Differences in α-synuclein conformational states in physiologically relevant pH/Na+ concentrations and ammonium acetate solutions unveiled by native mass spectrometry

Abstract

Native mass spectrometry implemented with theta emitters was used to demonstrate differences in conformational states of wild-type, A53T mutant, and truncated α-synuclein dissolved at physiologically relevant pH and Na⁺ concentrations compared to aqueous solutions of ammonium acetate. Specifically, 150 mM NaCl at pH 7.4, 20 mM NaCl at pH 4.5, and 15 mM NaCl at pH 7.2 were used to reflect, to some extent, the extracellular environment, lysosome, and cytosol, respectively.
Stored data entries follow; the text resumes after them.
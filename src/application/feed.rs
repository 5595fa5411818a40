//! Read-side listing queries: the four post feeds.

use std::sync::Arc;

use thiserror::Error;
use time::{OffsetDateTime, macros::format_description};

use crate::application::pagination::{Page, PageRequest};
use crate::application::repos::{
    CommentsRepo, FollowsRepo, GroupsRepo, PostFilter, PostsRepo, RepoError, UsersRepo,
};
use crate::domain::entities::{GroupRecord, PostRecord, UserRecord};
use crate::presentation::views::{CommentView, GroupBadge, PostCard, PostDetailView};
use uuid::Uuid;

#[derive(Debug, Error)]
pub enum FeedError {
    #[error("unknown group")]
    UnknownGroup,
    #[error("unknown user")]
    UnknownUser,
    #[error(transparent)]
    Repo(#[from] RepoError),
}

/// A group feed together with the group's own descriptive header.
pub struct GroupFeed {
    pub group: GroupRecord,
    pub page: Page<PostCard>,
}

/// An author feed plus the data the profile header renders.
pub struct AuthorFeed {
    pub author: UserRecord,
    pub page: Page<PostCard>,
    pub viewer_is_following: bool,
}

#[derive(Clone)]
pub struct FeedService {
    posts: Arc<dyn PostsRepo>,
    users: Arc<dyn UsersRepo>,
    groups: Arc<dyn GroupsRepo>,
    follows: Arc<dyn FollowsRepo>,
    comments: Arc<dyn CommentsRepo>,
}

impl FeedService {
    pub fn new(
        posts: Arc<dyn PostsRepo>,
        users: Arc<dyn UsersRepo>,
        groups: Arc<dyn GroupsRepo>,
        follows: Arc<dyn FollowsRepo>,
        comments: Arc<dyn CommentsRepo>,
    ) -> Self {
        Self {
            posts,
            users,
            groups,
            follows,
            comments,
        }
    }

    /// Every post, newest first.
    pub async fn global(&self, request: PageRequest) -> Result<Page<PostCard>, FeedError> {
        self.page_of(&PostFilter::All, request).await
    }

    /// Posts belonging to the group with the given slug.
    pub async fn group(&self, slug: &str, request: PageRequest) -> Result<GroupFeed, FeedError> {
        let group = self
            .groups
            .find_by_slug(slug)
            .await?
            .ok_or(FeedError::UnknownGroup)?;
        let page = self.page_of(&PostFilter::Group(group.id), request).await?;
        Ok(GroupFeed { group, page })
    }

    /// Posts written by the given author.
    pub async fn author(
        &self,
        username: &str,
        viewer: Option<Uuid>,
        request: PageRequest,
    ) -> Result<AuthorFeed, FeedError> {
        let author = self
            .users
            .find_by_username(username)
            .await?
            .ok_or(FeedError::UnknownUser)?;
        let page = self.page_of(&PostFilter::Author(author.id), request).await?;
        let viewer_is_following = match viewer {
            Some(viewer_id) if viewer_id != author.id => {
                self.follows.is_following(viewer_id, author.id).await?
            }
            _ => false,
        };
        Ok(AuthorFeed {
            author,
            page,
            viewer_is_following,
        })
    }

    /// Posts by every author the viewer follows; empty when following nobody.
    pub async fn following(
        &self,
        viewer_id: Uuid,
        request: PageRequest,
    ) -> Result<Page<PostCard>, FeedError> {
        let authors = self.follows.following_ids(viewer_id).await?;
        if authors.is_empty() {
            return Ok(Page::new(Vec::new(), request, 0));
        }
        self.page_of(&PostFilter::AuthorAmong(authors), request).await
    }

    /// A single post with its comments, or `None` for an unknown id.
    pub async fn detail(
        &self,
        post_id: Uuid,
        viewer: Option<Uuid>,
    ) -> Result<Option<PostDetailView>, FeedError> {
        let Some(record) = self.posts.find_by_id(post_id).await? else {
            return Ok(None);
        };

        let post = self.record_to_card(&record).await?;
        let author_total = self.posts.count(&PostFilter::Author(record.author_id)).await?;

        let mut comments = Vec::new();
        for comment in self.comments.list_for_post(record.id).await? {
            let author = self
                .users
                .find_by_id(comment.author_id)
                .await?
                .ok_or_else(|| RepoError::Integrity {
                    message: format!("comment {} references a missing author", comment.id),
                })?;
            comments.push(CommentView {
                author_username: author.username,
                text: comment.text,
                created: format_pub_date(comment.created_at),
            });
        }

        Ok(Some(PostDetailView {
            viewer_is_author: viewer == Some(record.author_id),
            author_post_total: author_total,
            post,
            comments,
        }))
    }

    async fn page_of(
        &self,
        filter: &PostFilter,
        request: PageRequest,
    ) -> Result<Page<PostCard>, FeedError> {
        let records = self
            .posts
            .list_page(filter, request.limit(), request.offset())
            .await?;
        let total = self.posts.count(filter).await?;

        let mut cards = Vec::with_capacity(records.len());
        for record in &records {
            cards.push(self.record_to_card(record).await?);
        }

        Ok(Page::new(cards, request, total))
    }

    async fn record_to_card(&self, record: &PostRecord) -> Result<PostCard, FeedError> {
        let author = self
            .users
            .find_by_id(record.author_id)
            .await?
            .ok_or_else(|| RepoError::Integrity {
                message: format!("post {} references a missing author", record.id),
            })?;

        let group = match record.group_id {
            Some(group_id) => {
                let group =
                    self.groups
                        .find_by_id(group_id)
                        .await?
                        .ok_or_else(|| RepoError::Integrity {
                            message: format!("post {} references a missing group", record.id),
                        })?;
                Some(GroupBadge {
                    slug: group.slug,
                    title: group.title,
                })
            }
            None => None,
        };

        Ok(PostCard {
            id: record.id,
            text: record.text.clone(),
            preview: record.preview(),
            author_username: author.username,
            group,
            image_url: record.image_path.as_deref().map(media_url),
            published: format_pub_date(record.pub_date),
        })
    }
}

pub(crate) fn media_url(stored_path: &str) -> String {
    format!("/media/{stored_path}")
}

pub(crate) fn format_pub_date(when: OffsetDateTime) -> String {
    let format = format_description!("[day padding:none] [month repr:short] [year]");
    when.format(&format)
        .unwrap_or_else(|_| when.date().to_string())
}
//! Submission drafts and field-level validation.
//!
//! Drafts carry raw form input. Validation yields either a clean draft the
//! application layer can persist, or per-field errors the presentation layer
//! renders back into the form.

use bytes::Bytes;
use uuid::Uuid;

/// A pending image attachment, as received from the form.
#[derive(Debug, Clone)]
pub struct ImageUpload {
    pub filename: String,
    pub data: Bytes,
}

/// Raw post form input before validation.
#[derive(Debug, Clone, Default)]
pub struct PostDraft {
    pub text: String,
    pub group_id: Option<Uuid>,
    pub image: Option<ImageUpload>,
}

/// Raw comment form input before validation.
#[derive(Debug, Clone, Default)]
pub struct CommentDraft {
    pub text: String,
}

/// Per-field validation errors, in form order.
#[derive(Debug, Clone, Default, PartialEq, Eq)]
pub struct FieldErrors {
    pub text: Option<&'static str>,
    pub group: Option<&'static str>,
}

impl FieldErrors {
    pub fn is_empty(&self) -> bool {
        self.text.is_none() && self.group.is_none()
    }
}

pub const TEXT_REQUIRED: &str = "Text is required.";
pub const GROUP_UNKNOWN: &str = "Selected group does not exist.";

impl PostDraft {
    /// Validate field contents that do not need repository access.
    ///
    /// Group existence is checked by the application layer, which can reach
    /// the groups repository; a failed lookup lands in `FieldErrors::group`.
    pub fn validate(&self) -> Result<(), FieldErrors> {
        let mut errors = FieldErrors::default();
        if self.text.trim().is_empty() {
            errors.text = Some(TEXT_REQUIRED);
        }
        if errors.is_empty() { Ok(()) } else { Err(errors) }
    }
}

impl CommentDraft {
    pub fn validate(&self) -> Result<(), FieldErrors> {
        if self.text.trim().is_empty() {
            Err(FieldErrors {
                text: Some(TEXT_REQUIRED),
                group: None,
            })
        } else {
            Ok(())
        }
    }
}

#[cfg(test)]
mod tests {
    use super::*;

    #[test]
    fn empty_post_text_is_rejected() {
        let draft = PostDraft::default();
        let errors = draft.validate().expect_err("empty text rejected");
        assert_eq!(errors.text, Some(TEXT_REQUIRED));
    }

    #[test]
    fn whitespace_only_text_is_rejected() {
        let draft = PostDraft {
            text: "   \n\t".to_string(),
            ..Default::default()
        };
        assert!(draft.validate().is_err());
    }

    #[test]
    fn post_without_group_or_image_is_valid() {
        let draft = PostDraft {
            text: "a post".to_string(),
            ..Default::default()
        };
        assert!(draft.validate().is_ok());
    }

    #[test]
    fn empty_comment_is_rejected() {
        assert!(CommentDraft::default().validate().is_err());
        let ok = CommentDraft {
            text: "a comment".to_string(),
        };
        assert!(ok.validate().is_ok());
    }
}
use async_trait::async_trait;
use sqlx::FromRow;
use time::OffsetDateTime;
use uuid::Uuid;

use crate::application::repos::{RepoError, UsersRepo};
use crate::domain::entities::UserRecord;

use super::PostgresRepositories;
use super::util::map_sqlx_error;

#[derive(FromRow)]
struct UserRow {
    id: Uuid,
    username: String,
    created_at: OffsetDateTime,
}

impl From<UserRow> for UserRecord {
    fn from(row: UserRow) -> Self {
        Self {
            id: row.id,
            username: row.username,
            created_at: row.created_at,
        }
    }
}

const SELECT_COLUMNS: &str = "SELECT id, username, created_at FROM users";

#[async_trait]
impl UsersRepo for PostgresRepositories {
    async fn find_by_id(&self, id: Uuid) -> Result<Option<UserRecord>, RepoError> {
        let row = sqlx::query_as::<_, UserRow>(&format!("{SELECT_COLUMNS} WHERE id = $1"))
            .bind(id)
            .fetch_optional(self.pool())
            .await
            .map_err(map_sqlx_error)?;
        Ok(row.map(UserRecord::from))
    }

    async fn find_by_username(&self, username: &str) -> Result<Option<UserRecord>, RepoError> {
        let row = sqlx::query_as::<_, UserRow>(&format!("{SELECT_COLUMNS} WHERE username = $1"))
            .bind(username)
            .fetch_optional(self.pool())
            .await
            .map_err(map_sqlx_error)?;
        Ok(row.map(UserRecord::from))
    }
}
use async_trait::async_trait;
use sqlx::FromRow;
use time::OffsetDateTime;
use uuid::Uuid;

use crate::application::repos::{CommentsRepo, NewCommentParams, RepoError};
use crate::domain::entities::CommentRecord;

use super::PostgresRepositories;
use super::util::map_sqlx_error;

#[derive(FromRow)]
struct CommentRow {
    id: Uuid,
    post_id: Uuid,
    author_id: Uuid,
    text: String,
    created_at: OffsetDateTime,
}

impl From<CommentRow> for CommentRecord {
    fn from(row: CommentRow) -> Self {
        Self {
            id: row.id,
            post_id: row.post_id,
            author_id: row.author_id,
            text: row.text,
            created_at: row.created_at,
        }
    }
}

#[async_trait]
impl CommentsRepo for PostgresRepositories {
    async fn list_for_post(&self, post_id: Uuid) -> Result<Vec<CommentRecord>, RepoError> {
        let rows = sqlx::query_as::<_, CommentRow>(
            "SELECT id, post_id, author_id, text, created_at FROM comments \
             WHERE post_id = $1 ORDER BY created_at, id",
        )
        .bind(post_id)
        .fetch_all(self.pool())
        .await
        .map_err(map_sqlx_error)?;
        Ok(rows.into_iter().map(CommentRecord::from).collect())
    }

    async fn create_comment(&self, params: NewCommentParams) -> Result<CommentRecord, RepoError> {
        let NewCommentParams {
            post_id,
            author_id,
            text,
        } = params;

        let row = sqlx::query_as::<_, CommentRow>(
            "INSERT INTO comments (id, post_id, author_id, text, created_at) \
             VALUES ($1, $2, $3, $4, $5) \
             RETURNING id, post_id, author_id, text, created_at",
        )
        .bind(Uuid::new_v4())
        .bind(post_id)
        .bind(author_id)
        .bind(text)
        .bind(OffsetDateTime::now_utc())
        .fetch_one(self.pool())
        .await
        .map_err(map_sqlx_error)?;
        Ok(row.into())
    }
}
Analysis of charge state distributions obtained from physiologically relevant solutions vs. their ammonium acetate counterparts allows the comparison of α-synuclein conformational states. The protein shows relatively high conformational flexibility at 150 mM NaCl and pH 7.4, while it shows at least two different conformational states at 20 mM NaCl and pH 4.5. We observed a trend towards the adoption of less compact conformations at acidic pH, where Na⁺ appears to play a distinctive role in the adoption of different conformational states. Early-stage oligomers (dimer, pentamer, hexamer and heptamer) were also detected. Since oligomer formation was protein-specific, wild-type α-synuclein formed dimers while truncated α-synuclein formed pentamers, hexamers and heptamers, their abundances are consistent with kinetics of aggregation reported in the literature.